The manufacturing index is a monthly survey of manufacturing activity. It weighs new orders, production, employment, inventories, and supplier deliveries at over 300 manufacturing firms. The survey is considered an early indicator of economic trends. When the index rises above 50, that indicates that manufacturing activity is expanding, while a number below 50 suggests a contraction.
The most recent numbers showed a drop from 49.1 in March to 41.5 in April – the lowest level the index has seen since April 2009. The new orders index, production, and employment all saw double digit losses. New orders contracted by 15.1% to 27.1. Production declined by 20.2 percentage points to 27.5. The employment index slumped to 27.5, likely somewhat picking up the effects of 30 million Americans losing their jobs.

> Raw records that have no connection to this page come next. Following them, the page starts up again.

//! JSON catalog file written by the deals crawler

use async_trait::async_trait;
use coupon_herald_domain::{CatalogError, CatalogItem, CatalogSource};
use std::path::{Path, PathBuf};

/// Reads the whole catalog snapshot from a JSON array file
pub struct JsonCatalogSource {
    path: PathBuf,
}

impl JsonCatalogSource {
    pub fn new(path: impl AsRef<Path>) -> Self {
        Self {
            path: path.as_ref().to_path_buf(),
        }
    }

    fn parse(&self, content: &str) -> Result<Vec<CatalogItem>, CatalogError> {
        if content.trim().is_empty() {
            return Ok(vec![]);
        }

        serde_json::from_str(content).map_err(|e| CatalogError::Parse {
            file: self.path.display().to_string(),
            message: e.to_string(),
        })
    }
}

#[async_trait]
impl CatalogSource for JsonCatalogSource {
    async fn load_catalog(&self) -> Result<Vec<CatalogItem>, CatalogError> {
        let content = match tokio::fs::read_to_string(&self.path).await {
            Ok(content) => content,
            Err(e) if e.kind() == std::io::ErrorKind::NotFound => {
                tracing::debug!(
                    path = %self.path.display(),
                    "Catalog file not found, treating as empty"
                );
                return Ok(vec![]);
            }
            Err(e) => return Err(CatalogError::Io(e)),
        };

        let items = self.parse(&content)?;
        tracing::debug!(path = %self.path.display(), count = items.len(), "Loaded catalog");
        Ok(items)
    }
}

Analysts predicted a fall to 35, and the actual number was considerably better. This is likely to be cold comfort to those who work in the manufacturing industry, however. The Institute for Supply Management tracks eighteen different industries. In April, the only ones that grew were food and paper products (hello, toilet paper hoarding!). Transportation equipment, metal products, petroleum, coal, and chemicals all bombed. Manufacturers felt the impact of the oil glut, choked off supply chains, and the steep decline in demand.
The Institute for Supply Management reports that for every positive survey comment, there were three negative comments. According to a statement released by the ISM, ‘The [Index] indicates a level of manufacturing-sector contraction not seen since April 2009, with a strongly negative trajectory.’